PROMPT
Consider each line of the material below and note whether it holds "Clone". State how many do, and nothing else.

** Opening EXCERPTED DATA block **

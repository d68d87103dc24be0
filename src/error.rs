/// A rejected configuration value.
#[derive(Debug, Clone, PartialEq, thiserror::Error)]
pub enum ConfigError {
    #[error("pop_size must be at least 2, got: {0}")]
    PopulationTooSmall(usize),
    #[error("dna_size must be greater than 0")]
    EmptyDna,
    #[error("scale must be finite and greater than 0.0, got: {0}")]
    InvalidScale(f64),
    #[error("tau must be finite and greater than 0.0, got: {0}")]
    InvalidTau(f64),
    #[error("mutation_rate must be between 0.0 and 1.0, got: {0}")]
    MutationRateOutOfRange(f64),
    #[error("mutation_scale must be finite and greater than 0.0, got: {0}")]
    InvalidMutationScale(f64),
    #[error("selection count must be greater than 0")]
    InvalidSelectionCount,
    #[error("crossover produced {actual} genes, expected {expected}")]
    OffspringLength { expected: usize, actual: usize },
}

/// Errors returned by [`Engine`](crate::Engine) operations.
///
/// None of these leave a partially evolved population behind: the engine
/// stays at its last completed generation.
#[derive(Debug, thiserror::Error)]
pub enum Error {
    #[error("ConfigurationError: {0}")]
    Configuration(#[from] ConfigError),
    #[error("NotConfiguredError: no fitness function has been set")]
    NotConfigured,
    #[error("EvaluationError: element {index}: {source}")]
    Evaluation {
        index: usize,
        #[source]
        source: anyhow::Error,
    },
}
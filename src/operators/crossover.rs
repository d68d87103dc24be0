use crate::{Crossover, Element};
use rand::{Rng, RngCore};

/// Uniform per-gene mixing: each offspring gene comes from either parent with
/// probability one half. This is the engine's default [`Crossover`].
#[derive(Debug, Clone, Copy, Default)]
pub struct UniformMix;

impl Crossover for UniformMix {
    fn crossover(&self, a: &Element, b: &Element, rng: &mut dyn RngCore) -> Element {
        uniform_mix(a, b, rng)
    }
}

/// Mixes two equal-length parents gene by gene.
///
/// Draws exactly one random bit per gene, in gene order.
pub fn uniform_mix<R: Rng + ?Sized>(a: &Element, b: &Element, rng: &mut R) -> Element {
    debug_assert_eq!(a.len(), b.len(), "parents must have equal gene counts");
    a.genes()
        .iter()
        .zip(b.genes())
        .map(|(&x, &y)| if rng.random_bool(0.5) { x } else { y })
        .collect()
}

** Closing EXCERPTED DATA block **
** Opening EXCERPTED DATA block **

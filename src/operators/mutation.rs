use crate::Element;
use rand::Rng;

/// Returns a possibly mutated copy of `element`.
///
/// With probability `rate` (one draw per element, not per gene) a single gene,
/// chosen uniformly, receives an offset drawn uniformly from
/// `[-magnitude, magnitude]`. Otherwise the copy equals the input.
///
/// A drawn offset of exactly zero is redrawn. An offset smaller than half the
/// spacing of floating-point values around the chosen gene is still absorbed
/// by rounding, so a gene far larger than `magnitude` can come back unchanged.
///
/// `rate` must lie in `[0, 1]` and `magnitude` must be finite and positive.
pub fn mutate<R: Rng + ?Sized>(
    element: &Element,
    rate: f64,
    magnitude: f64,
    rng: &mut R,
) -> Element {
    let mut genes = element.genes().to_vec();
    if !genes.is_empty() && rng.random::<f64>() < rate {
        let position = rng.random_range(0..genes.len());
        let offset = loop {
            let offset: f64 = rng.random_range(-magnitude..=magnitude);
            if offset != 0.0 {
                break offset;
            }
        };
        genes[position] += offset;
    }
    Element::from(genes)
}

** Closing EXCERPTED DATA block **

WRITTEN RESPONSE
2